Este artigo de Matthieu de Nanteuil (professor de sociologia na Universidade Católica de Lovaina), “L'Europe en guerre contre soi-même,” in La libre Belgique, 18 de Agosto de 2014, é muito actual e é uma excelente ajuda para reflectirmos sobre o momento que a Europa vive.
No momento da crise ucraniana, a União Europeia (UE) aprovou um plano de apoio de 11 mil milhões de euros à Ucrânia, "com a condição de o país assinar um acordo com o FMI para iniciar reformas" [...], enquanto os Estados Unidos, com o apoio da OTAN, decretaram sanções. Não há dúvida que é melhor do que nada: em 1956 (Budapeste) e 1968 (Praga), as potências ocidentais não acordaram. Neste jogo, contudo, a Ucrânia arrisca a transformar-se no xadrez em que os grandes blocos continentais desenvolvem a sua estratégia e o seu cinismo. A Europa, em particular, parece incapaz de propor outra coisa: o retorno de nacionalismos exacerbados e a paralisia das instituições europeias obrigam-na a fazer da austeridade um novo eixo diplomático e a correr atrás de uma actualidade que controla cada vez menos. É isto a Europa?
Para compreender a derrocada do espírito europeu, é preciso regressar ao ponto que se está a apagar progressivamente na nossa memória colectiva: o da nossa relação com a paz. Os acontecimentos de 6 de Junho de 1944, por muito importantes que sejam, por um lado exaltaram mas, por outro, petrificaram a representação do sentido da construção europeia: " A Europa significa paz".
Ignoramos, contudo, que tirada do seu contexto, esta visão não faz senão perpetuar uma concepção muito restritiva da paz — a paz entendida como não-uso das armas, ausência de guerra. Ora, esta visão é precisamente o inverso da génese da construção europeia, e, mais precisamente, o inverso da história da reconciliação franco-alemã. O que funda a paz não é a simples cessação das hostilidades, mas a construção de uma cultura do "comum", da defesa de um ideal de justiça capaz de ultrapassar as múltiplas divisões que até aqui tinham dilacerado o corpo social.
Porque antes da paz, existia a justiça — especialmente a justiça social. Antes da CECA, o Mercado Comum e a União europeia, houve a invenção dos sistemas de segurança social, o acesso das mulheres ao direito de voto e a vontade de fazer avançar os direitos fundamentais, especialmente os direitos sociais.
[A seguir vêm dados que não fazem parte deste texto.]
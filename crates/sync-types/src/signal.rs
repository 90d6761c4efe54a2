//! Signals emitted by the sync core for the session store and UI.

use crate::api::InitialData;
use crate::error::SyncError;
use crate::fetch::{FetchOutcome, FetchWindow};
use crate::narrow::{Narrow, UserId};
use crate::version::ServerVersion;
use serde::Serialize;

/// Everything the sync core tells the outside world.
///
/// The session store consumes these to update its fetch flags and message
/// lists. Dedup of directional fetches relies on the store applying
/// `FetchStart` before control returns to whoever might trigger again.
#[derive(Debug, Clone, PartialEq, Serialize)]
#[serde(tag = "type", rename_all = "snake_case")]
pub enum SyncSignal {
    FetchStart {
        narrow: Narrow,
        window: FetchWindow,
    },
    FetchComplete {
        narrow: Narrow,
        window: FetchWindow,
        outcome: FetchOutcome,
        own_user_id: Option<UserId>,
    },
    FetchError {
        narrow: Narrow,
        window: FetchWindow,
        error: SyncError,
    },
    InitialFetchStart,
    /// Registration data and server version to apply to session state.
    SessionInit {
        data: InitialData,
        server_version: ServerVersion,
    },
    InitialFetchComplete,
    /// The bootstrap was dropped before finishing; initial fetch is no
    /// longer in progress and nothing was applied.
    InitialFetchAborted,
    Logout,
    StartEventStream {
        queue_id: String,
        last_event_id: i64,
    },
    FlushOutbox,
    InitNotifications,
}

impl SyncSignal {
    /// Short name for logging.
    pub fn name(&self) -> &'static str {
        match self {
            SyncSignal::FetchStart { .. } => "fetch_start",
            SyncSignal::FetchComplete { .. } => "fetch_complete",
            SyncSignal::FetchError { .. } => "fetch_error",
            SyncSignal::InitialFetchStart => "initial_fetch_start",
            SyncSignal::SessionInit { .. } => "session_init",
            SyncSignal::InitialFetchComplete => "initial_fetch_complete",
            SyncSignal::InitialFetchAborted => "initial_fetch_aborted",
            SyncSignal::Logout => "logout",
            SyncSignal::StartEventStream { .. } => "start_event_stream",
            SyncSignal::FlushOutbox => "flush_outbox",
            SyncSignal::InitNotifications => "init_notifications",
        }
    }
}

/// Consumer of sync signals (the session store's reducer).
pub trait SignalSink: Send + Sync {
    fn emit(&self, signal: SyncSignal);
}

#[cfg(test)]
mod tests {
    use super::*;
    use crate::fetch::Anchor;

    #[test]
    fn serializes_with_type_tag() {
        let signal = SyncSignal::FetchStart {
            narrow: Narrow::stream("general"),
            window: FetchWindow {
                anchor: Anchor::Message(1000),
                num_before: 50,
                num_after: 0,
            },
        };
        let json = serde_json::to_value(&signal).unwrap();
        assert_eq!(json["type"], "fetch_start");
        assert_eq!(json["narrow"]["kind"], "stream");
        assert_eq!(json["window"]["anchor"], 1000);
    }

    #[test]
    fn unit_signals_serialize_as_bare_tags() {
        let json = serde_json::to_value(SyncSignal::FlushOutbox).unwrap();
        assert_eq!(json, serde_json::json!({"type": "flush_outbox"}));
        assert_eq!(SyncSignal::Logout.name(), "logout");
    }
}
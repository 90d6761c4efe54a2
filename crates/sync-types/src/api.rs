//! Remote call contracts.
//!
//! The transport client that performs these calls lives outside the sync core;
//! these traits are the seam. Auth is owned by the implementation.

use crate::error::SyncResult;
use crate::fetch::{Anchor, FetchOutcome, Message};
use crate::narrow::NarrowFilter;
use async_trait::async_trait;
use serde::{Deserialize, Serialize};
use std::path::Path;

/// Event types requested when registering a live-update session.
pub const DEFAULT_FETCH_EVENT_TYPES: &[&str] = &[
    "alert_words",
    "message",
    "muted_topics",
    "presence",
    "realm",
    "realm_emoji",
    "realm_filters",
    "realm_user",
    "realm_user_groups",
    "recent_private_conversations",
    "stream",
    "subscription",
    "update_display_settings",
    "update_global_notifications",
    "user_status",
];

/// Parameters of a message history request.
#[derive(Debug, Clone, PartialEq, Serialize)]
pub struct FetchMessagesRequest {
    pub narrow: Vec<NarrowFilter>,
    pub anchor: Anchor,
    pub num_before: u32,
    pub num_after: u32,
}

/// Message history response. Unknown fields are ignored.
#[derive(Debug, Clone, Default, Deserialize)]
pub struct FetchMessagesResponse {
    pub messages: Vec<Message>,
    #[serde(default)]
    pub found_newest: bool,
    #[serde(default)]
    pub found_oldest: bool,
    #[serde(default)]
    pub found_anchor: bool,
}

impl From<FetchMessagesResponse> for FetchOutcome {
    fn from(response: FetchMessagesResponse) -> Self {
        FetchOutcome {
            messages: response.messages,
            found_newest: response.found_newest,
            found_oldest: response.found_oldest,
            found_anchor: response.found_anchor,
        }
    }
}

/// Feature flags the client declares when registering.
#[derive(Debug, Clone, PartialEq, Eq, Serialize, Deserialize)]
pub struct ClientCapabilities {
    pub notification_settings_null: bool,
    pub bulk_message_deletion: bool,
    pub user_avatar_url_field_optional: bool,
}

impl Default for ClientCapabilities {
    fn default() -> Self {
        Self {
            notification_settings_null: true,
            bulk_message_deletion: true,
            user_avatar_url_field_optional: true,
        }
    }
}

/// Live-update session registration request.
#[derive(Debug, Clone, PartialEq, Eq, Serialize, Deserialize)]
pub struct RegisterRequest {
    pub fetch_event_types: Vec<String>,
    pub apply_markdown: bool,
    pub include_subscribers: bool,
    pub client_capabilities: ClientCapabilities,
}

impl Default for RegisterRequest {
    fn default() -> Self {
        Self {
            fetch_event_types: DEFAULT_FETCH_EVENT_TYPES
                .iter()
                .map(|s| s.to_string())
                .collect(),
            apply_markdown: true,
            include_subscribers: false,
            client_capabilities: ClientCapabilities::default(),
        }
    }
}

/// Registration result: event queue handle plus the initial state snapshot.
#[derive(Debug, Clone, PartialEq, Serialize, Deserialize)]
pub struct InitialData {
    pub queue_id: String,
    pub last_event_id: i64,
    #[serde(flatten)]
    pub state: serde_json::Map<String, serde_json::Value>,
}

impl InitialData {
    /// The registering user's id, when the snapshot includes it.
    pub fn user_id(&self) -> Option<i64> {
        self.state.get("user_id").and_then(|v| v.as_i64())
    }
}

/// Unauthenticated server metadata.
#[derive(Debug, Clone, PartialEq, Serialize, Deserialize)]
pub struct ServerMetadata {
    pub version: String,
    #[serde(flatten)]
    pub extra: serde_json::Map<String, serde_json::Value>,
}

/// Attachment upload result.
#[derive(Debug, Clone, PartialEq, Eq, Serialize, Deserialize)]
pub struct UploadResponse {
    pub uri: String,
}

/// Message history endpoint.
#[async_trait]
pub trait MessagesApi: Send + Sync {
    async fn fetch_messages(
        &self,
        request: FetchMessagesRequest,
    ) -> SyncResult<FetchMessagesResponse>;
}

/// Session bootstrap endpoints.
#[async_trait]
pub trait SessionApi: Send + Sync {
    async fn register_session(&self, request: &RegisterRequest) -> SyncResult<InitialData>;

    async fn server_metadata(&self) -> SyncResult<ServerMetadata>;
}

/// File upload endpoint.
#[async_trait]
pub trait AttachmentApi: Send + Sync {
    async fn upload_attachment(&self, local_path: &Path, name: &str)
        -> SyncResult<UploadResponse>;
}
//! Server version parsing and ordering.

use serde::{Serialize, Serializer};
use std::cmp::Ordering;
use std::fmt;
use std::str::FromStr;
use thiserror::Error;

/// Error returned when a server version string has no numeric major part.
#[derive(Debug, Clone, PartialEq, Eq, Error)]
#[error("invalid server version: {0:?}")]
pub struct InvalidVersion(pub String);

/// A comparable server version.
///
/// Accepts strings like `2.1.0`, `3.2-rc1`, or `4.0-dev-2825-gabc1234`.
/// Ordering only considers the numeric `major.minor.patch` triple; a
/// pre-release or dev suffix compares equal to its release.
#[derive(Debug, Clone)]
pub struct ServerVersion {
    major: u32,
    minor: u32,
    patch: u32,
    raw: String,
}

impl ServerVersion {
    pub fn new(major: u32, minor: u32, patch: u32) -> Self {
        Self {
            major,
            minor,
            patch,
            raw: format!("{major}.{minor}.{patch}"),
        }
    }

    /// The lowest representable version, used when the server reports
    /// something unparseable.
    pub fn lowest() -> Self {
        Self {
            major: 0,
            minor: 0,
            patch: 0,
            raw: "0.0.0".to_string(),
        }
    }

    pub fn triple(&self) -> (u32, u32, u32) {
        (self.major, self.minor, self.patch)
    }

    /// The string as reported by the server.
    pub fn raw(&self) -> &str {
        &self.raw
    }
}

fn leading_number(part: &str) -> Option<u32> {
    let digits: String = part.chars().take_while(|c| c.is_ascii_digit()).collect();
    if digits.is_empty() {
        None
    } else {
        digits.parse().ok()
    }
}

impl FromStr for ServerVersion {
    type Err = InvalidVersion;

    fn from_str(s: &str) -> Result<Self, Self::Err> {
        let trimmed = s.trim();
        let release = trimmed.split('-').next().unwrap_or_default();
        let mut parts = release.split('.');

        let major = parts
            .next()
            .and_then(leading_number)
            .ok_or_else(|| InvalidVersion(s.to_string()))?;
        let minor = parts.next().and_then(leading_number).unwrap_or(0);
        let patch = parts.next().and_then(leading_number).unwrap_or(0);

        Ok(Self {
            major,
            minor,
            patch,
            raw: trimmed.to_string(),
        })
    }
}

impl PartialEq for ServerVersion {
    fn eq(&self, other: &Self) -> bool {
        self.triple() == other.triple()
    }
}

impl Eq for ServerVersion {}

impl PartialOrd for ServerVersion {
    fn partial_cmp(&self, other: &Self) -> Option<Ordering> {
        Some(self.cmp(other))
    }
}

impl Ord for ServerVersion {
    fn cmp(&self, other: &Self) -> Ordering {
        self.triple().cmp(&other.triple())
    }
}

impl fmt::Display for ServerVersion {
    fn fmt(&self, f: &mut fmt::Formatter<'_>) -> fmt::Result {
        f.write_str(&self.raw)
    }
}

impl Serialize for ServerVersion {
    fn serialize<S: Serializer>(&self, serializer: S) -> Result<S::Ok, S::Error> {
        serializer.serialize_str(&self.raw)
    }
}
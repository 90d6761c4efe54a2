//! Jittered exponential backoff.

use rand::rngs::StdRng;
use rand::{Rng, SeedableRng};
use std::time::Duration;

/// Upper bound on the exponent so the ceiling computation stays finite.
const MAX_EXPONENT: i32 = 63;

/// Configuration for backoff delays.
///
/// # Backoff Calculation
///
/// The ceiling for attempt `n` (0-indexed) is
/// `initial_delay * multiplier^n`, capped at `max_delay`. Each returned delay
/// is the ceiling reduced by a random fraction in `[0, jitter)`, and never
/// smaller than the delay returned before it. With the defaults:
///
/// | Attempt | Ceiling |
/// |---------|---------|
/// | 0       | 100ms   |
/// | 1       | 200ms   |
/// | 2       | 400ms   |
/// | ...     | ...     |
/// | 7+      | 10s (capped) |
#[derive(Debug, Clone, PartialEq)]
pub struct BackoffConfig {
    /// Ceiling of the first delay.
    pub initial_delay: Duration,
    /// Maximum ceiling (caps exponential growth).
    pub max_delay: Duration,
    /// Growth factor between attempts (values below 1.0 are treated as 1.0).
    pub multiplier: f64,
    /// Largest fraction of the ceiling removed by jitter, in `[0, 1]`.
    pub jitter: f64,
}

impl Default for BackoffConfig {
    fn default() -> Self {
        Self {
            initial_delay: Duration::from_millis(100),
            max_delay: Duration::from_secs(10),
            multiplier: 2.0,
            jitter: 0.5,
        }
    }
}

impl BackoffConfig {
    /// Ceiling for a given attempt number (0-indexed), before jitter.
    pub fn ceiling_for_attempt(&self, attempt: u32) -> Duration {
        let initial_ms = self.initial_delay.as_millis() as f64;
        let max_ms = self.max_delay.as_millis().max(self.initial_delay.as_millis()) as f64;
        let exponent = (attempt as i32).min(MAX_EXPONENT);
        let ceiling_ms = (initial_ms * self.multiplier.max(1.0).powi(exponent)).min(max_ms);
        Duration::from_millis(ceiling_ms as u64)
    }
}

/// Source of successive retry delays.
pub trait Backoff: Send {
    fn next_delay(&mut self) -> Duration;
}

/// Exponential backoff with jitter and a monotone floor.
pub struct ExponentialBackoff {
    config: BackoffConfig,
    attempt: u32,
    previous: Duration,
    rng: StdRng,
}

impl ExponentialBackoff {
    pub fn new(config: BackoffConfig) -> Self {
        Self::with_rng(config, StdRng::from_entropy())
    }

    /// Deterministic jitter, for tests and reproducible runs.
    pub fn with_seed(config: BackoffConfig, seed: u64) -> Self {
        Self::with_rng(config, StdRng::seed_from_u64(seed))
    }

    fn with_rng(config: BackoffConfig, rng: StdRng) -> Self {
        Self {
            config,
            attempt: 0,
            previous: Duration::ZERO,
            rng,
        }
    }

    /// Number of delays handed out so far.
    pub fn attempts(&self) -> u32 {
        self.attempt
    }
}

impl Backoff for ExponentialBackoff {
    fn next_delay(&mut self) -> Duration {
        let ceiling = self.config.ceiling_for_attempt(self.attempt);
        self.attempt = self.attempt.saturating_add(1);

        let jitter = self.config.jitter.clamp(0.0, 1.0);
        let cut = if jitter > 0.0 {
            self.rng.gen::<f64>() * jitter
        } else {
            0.0
        };
        let jittered = ceiling.mul_f64(1.0 - cut);

        let delay = jittered.max(self.previous);
        self.previous = delay;
        delay
    }
}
Para fazer da Europa "um continente de paz", foi preciso construir primeiro uma sociedade que tivesse consciência das suas profundas divisões e que se comprometesse a vencê-las; foi preciso inventar uma consciência global de si e dos outros, materializada em formas concretas de solidariedade. Foi preciso um terreno de significações e de experiências partilhadas.
O que ameaça a Europa de hoje não é a ausência de paz, mas uma paz esvaziada da sua substância, uma paz esquecida da justiça social que lhe deu origem. Esta paz sem solidariedade tem dominado de há dez anos para cá, desde o momento em que — sob a presidência de J. M. Barroso — a Comissão Europeia deixou de ser uma instituição garante da ideia europeia para privilegiar o mercado em detrimento dos bens públicos; os direitos económicos em detrimento dos direitos sociais; a austeridade em detrimento do apoio ponderado aos Estados membros mais vulneráveis. Usada a tempo e a contratempo, esta estratégia serve, não raro, para justificar o imobilismo da União Europeia em matéria de governança assim como o seu tom falsamente voluntarista para impedir eventuais "agressões exteriores"; na realidade, essa estratégia não atinge os seus fins. Não tem qualquer relevância face a agressões efectivas, como na Crimeia, e nunca poderá fazer da UE uma potência capaz de prevenir as crises internacionais — o caso da
Síria é um triste exemplo disso. No seio da União, essa estratégia vem acompanhada do ressurgimento dos discursos nacionalistas e da desagregação do sentimento de pertença à União. O que fazer?
A primeira tarefa de todos os que se sentem ligados à Europa é iniciar a crítica deste discurso repetitivo e simplista que acaba por fazer da paz uma palavra vazia de sentido. É preciso propor uma leitura mais complexa da paz, mas sociológica: a paz só foi possível porque foi a expressão de um determinado relacionamento com o mundo que certas políticas da UE se preparam para destruir.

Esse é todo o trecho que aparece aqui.